Tutty menegaskan, Presiden SBY harus secepat mungkin turun tangan dan proaktif mengesahkan payung hukum yang melindungi kebebasan berjilbab bagi warga negara yang bekerja di institusi Negara, seperti Polri dan TNI.
"Payung hukum itu dapat berbentuk undang-undang atau peraturan pemerintah (PP). Pasalnya, impian para anggota polisi wanita (polwan) maupun prajurit wanita TNI untuk memakai jilbab sudah terlalu lama dibatasi negara," ujarnya menegaskan.
Selain itu, tutur Prof Tutty, pemerintah pun harus melindungi hak siswa-siswi sekolah negeri untuk beribadah dan mengamalkan ajaran agamanya, khususnya siswi Muslimah di Bali dan daerah minoritas umat Muslim lainnya.
Apalagi, kata dia, konstitusi RI secara tegas melindungi warga negara untuk memeluk agama dan menjalankan ibadah sesuai dengan keyakinan masing-masing, termasuk menggunakan jilbab bagi Muslimah.
"Jadi, Presiden SBY jangan membuang waktu lagi dan harus secepatnya mengesahkan payung hukum tentang jilbab di institusi negara. Wakil Menteri Agama (Wamenag) pun sangat mendukung usulan ini saat bertemu dengan saya," pungkas Tutty.
Komisi Perlindungan Anak Indonesia (KPAI) juga mendesak pemerintah bertindak cepat untuk menyelesaikan kasus-kasus yang sifatnya sensitif dan terkait suku, agama, ras, dan adat-istiadat (sara).

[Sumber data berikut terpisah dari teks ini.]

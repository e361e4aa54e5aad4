//! Observed consistency order of the IMEX Euler integrator on `y' = alpha y`.

use crate::error::CliResult;
use pk_core::Real;
use pk_la::{Backend, Vector, VectorSpec};
use pk_ode::{ImexConfig, ImexEuler};
use serde::Serialize;

#[derive(Clone, Debug, PartialEq, Serialize)]
pub struct OrderReport {
    pub alpha: Real,
    pub dt: Real,
    pub t_end: Real,
    /// Error at `t_end` with step `dt`
    pub error_dt: Real,
    /// Error at `t_end` with step `dt / 2`
    pub error_half_dt: Real,
    pub order: Real,
}

fn final_error(alpha: Real, dt: Real, t_end: Real, backend: Backend) -> CliResult<Real> {
    let mut imex = ImexEuler::new(ImexConfig {
        dt,
        ..ImexConfig::default()
    });
    imex.setup(
        |out: &mut Vector, _t, _y: &Vector| Ok(out.set_zero()?),
        move |y: &mut Vector, _t, a, rhs: &Vector| {
            y.assign(rhs)?;
            y.scale(1.0 / (1.0 - a * alpha))?;
            Ok(())
        },
    );

    let y0 = Vector::from_local_values(VectorSpec::serial(1), backend, &[1.0])?;
    imex.initial_values(0.0, &y0)?;
    let mut y = y0.duplicate()?;
    imex.integrate(&mut y, t_end)?;

    let approx = y.to_local_vec()?[0];
    Ok((approx - (alpha * t_end).exp()).abs())
}

/// Integrate with `dt` and `dt / 2` and compare against `exp(alpha t)`.
pub fn observed_order(alpha: Real, dt: Real, t_end: Real, backend: Backend) -> CliResult<OrderReport> {
    let error_dt = final_error(alpha, dt, t_end, backend)?;
    let error_half_dt = final_error(alpha, dt / 2.0, t_end, backend)?;
    Ok(OrderReport {
        alpha,
        dt,
        t_end,
        error_dt,
        error_half_dt,
        order: (error_dt / error_half_dt).log2(),
    })
}
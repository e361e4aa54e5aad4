//! Backend-specific vector storage.
//!
//! A [`VectorStorage`] owns the local part of one distributed vector and
//! implements the numerical kernels on it. Binary operations only work
//! between storages of the same variant; a foreign variant is rejected with
//! [`LaError::TypeMismatch`] before anything is modified.

use crate::dense::DenseStorage;
use crate::error::{LaError, LaResult};
use crate::refvec_storage::RefVecStorage;
use crate::spec::VectorSpec;
use pk_core::Real;
use std::any::Any;
use std::fmt;
use std::ptr::NonNull;
use std::str::FromStr;

/// Numerical capability interface shared by all storage variants.
pub trait VectorStorage: fmt::Debug + Any {
    fn spec(&self) -> &VectorSpec;

    /// Short name of the variant, used in error messages.
    fn kind(&self) -> &'static str;

    fn as_any(&self) -> &dyn Any;

    /// A zeroed storage of the same variant and layout.
    fn duplicate(&self) -> LaResult<Box<dyn VectorStorage>>;

    /// `self = rhs`.
    fn assign(&mut self, rhs: &dyn VectorStorage) -> LaResult<()>;

    /// `self += rhs`.
    fn add(&mut self, rhs: &dyn VectorStorage) -> LaResult<()> {
        self.add_scaled(1.0, rhs)
    }

    /// `self += factor * rhs`.
    fn add_scaled(&mut self, factor: Real, rhs: &dyn VectorStorage) -> LaResult<()>;

    /// `self *= factor`.
    fn scale(&mut self, factor: Real) -> LaResult<()>;

    fn fill(&mut self, value: Real) -> LaResult<()>;

    /// Global inner product. Collective.
    fn dot(&self, rhs: &dyn VectorStorage) -> LaResult<Real>;

    /// Global Euclidean norm, reduced by the backend itself. Collective.
    fn l2_norm(&self) -> LaResult<Real>;

    /// Check out the local entries for reading and writing.
    ///
    /// # Safety
    /// Must be paired with [`VectorStorage::release_data_ptr`] before any
    /// other operation on this storage. Use [`crate::Vector::local_slice_mut`]
    /// instead, which enforces the pairing.
    unsafe fn acquire_data_ptr(&mut self) -> LaResult<NonNull<Real>>;

    /// # Safety
    /// `data` must come from the matching `acquire_data_ptr` call.
    unsafe fn release_data_ptr(&mut self, data: NonNull<Real>) -> LaResult<()>;

    /// Check out the local entries for reading.
    ///
    /// # Safety
    /// Must be paired with [`VectorStorage::release_read_ptr`]; the entries
    /// must not be written through the pointer.
    unsafe fn acquire_read_ptr(&self) -> LaResult<NonNull<Real>>;

    /// # Safety
    /// `data` must come from the matching `acquire_read_ptr` call.
    unsafe fn release_read_ptr(&self, data: NonNull<Real>) -> LaResult<()>;
}

/// Resolve `rhs` as the same variant as `this` with a compatible layout.
pub(crate) fn peer<'a, S: VectorStorage>(
    this: &S,
    rhs: &'a dyn VectorStorage,
) -> LaResult<&'a S> {
    let peer = rhs
        .as_any()
        .downcast_ref::<S>()
        .ok_or(LaError::TypeMismatch {
            expected: this.kind(),
            found: rhs.kind(),
        })?;
    this.spec().ensure_compatible(peer.spec())?;
    Ok(peer)
}

/// Storage variants that can be created by name.
#[derive(Clone, Copy, Debug, Default, PartialEq, Eq)]
#[cfg_attr(
    feature = "serde",
    derive(serde::Serialize, serde::Deserialize),
    serde(rename_all = "lowercase")
)]
pub enum Backend {
    /// Rust-owned buffer.
    #[default]
    Dense,
    /// Handle into the reference-counted `refvec` library.
    RefVec,
}

impl Backend {
    pub fn name(self) -> &'static str {
        match self {
            Backend::Dense => DenseStorage::KIND,
            Backend::RefVec => RefVecStorage::KIND,
        }
    }

    /// Allocate a zeroed storage. Collective for backends that validate the
    /// layout across the group.
    pub fn create(self, spec: VectorSpec) -> LaResult<Box<dyn VectorStorage>> {
        Ok(match self {
            Backend::Dense => Box::new(DenseStorage::new(spec)),
            Backend::RefVec => Box::new(RefVecStorage::new(spec)?),
        })
    }
}

impl fmt::Display for Backend {
    fn fmt(&self, f: &mut fmt::Formatter<'_>) -> fmt::Result {
        f.write_str(self.name())
    }
}

impl FromStr for Backend {
    type Err = LaError;

    fn from_str(s: &str) -> Result<Self, Self::Err> {
        match s {
            "dense" => Ok(Backend::Dense),
            "refvec" => Ok(Backend::RefVec),
            _ => Err(LaError::InvalidArg {
                what: "unknown backend (expected `dense` or `refvec`)",
            }),
        }
    }
}

#[cfg(test)]
mod tests {
    use super::*;

    #[test]
    fn backend_names_round_trip() {
        for backend in [Backend::Dense, Backend::RefVec] {
            assert_eq!(backend.name().parse::<Backend>().unwrap(), backend);
        }
        assert!("petsc".parse::<Backend>().is_err());
    }

    #[test]
    fn created_storage_matches_spec() {
        for backend in [Backend::Dense, Backend::RefVec] {
            let storage = backend.create(VectorSpec::serial(5)).unwrap();
            assert_eq!(storage.kind(), backend.name());
            assert_eq!(storage.spec().local_size(), 5);
            assert_eq!(storage.l2_norm().unwrap(), 0.0);
        }
    }
}
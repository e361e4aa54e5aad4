//! Error types for time integration.

use pk_core::PkError;
use pk_la::LaError;
use thiserror::Error;

/// Errors encountered while setting up or advancing an integrator.
#[derive(Error, Debug, Clone, PartialEq)]
pub enum OdeError {
    #[error("Invalid state: {what}")]
    InvalidState { what: &'static str },

    #[error("Invalid argument: {what}")]
    InvalidArg { what: &'static str },

    #[error("Step limit of {max_steps} reached at t = {t} before t_end = {t_end}")]
    StepLimit { max_steps: usize, t: f64, t_end: f64 },

    #[error("Solver failed: {0}")]
    Solver(#[from] LaError),

    #[error("Right-hand side callback failed: {message}")]
    Callback { message: String },

    #[error(transparent)]
    Core(#[from] PkError),
}

impl OdeError {
    /// True when the failed step may succeed with a smaller step size.
    pub fn is_recoverable(&self) -> bool {
        match self {
            OdeError::Solver(e) => e.is_recoverable(),
            _ => false,
        }
    }
}

pub type OdeResult<T> = Result<T, OdeError>;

Komisioner KPAI bidang Pendidikan Susanto menegaskan, kasus pelarangan jilbab bagi siswi Muslimah di Bali itu sensitif karena terkait pengamalan agama bagi warga minoritas.
"Saya kira bukan hanya kasus Bali, tetapi negara juga harus bertindak cepat terhadap kasus-kasus bagi komunitas minoritas lain," tutur Susanto.
Menurut dia, konstitusi telah melindungi posisi kaum minoriotas, baik dalam konteks sebagai warga negara minoritas maupun dalam konteks pengamalan agama.
"Hemat saya, Presiden SBY harus cepat mengambil langkah konkret sebagai ‘kado terakhir’ pengabdiannya kepada bangsa dan negara Indonesia. Dalam hal ini, posisi beliau ialah sebagai kepala negara dan kepala pemerintahan," jelas Susanto menambahkan.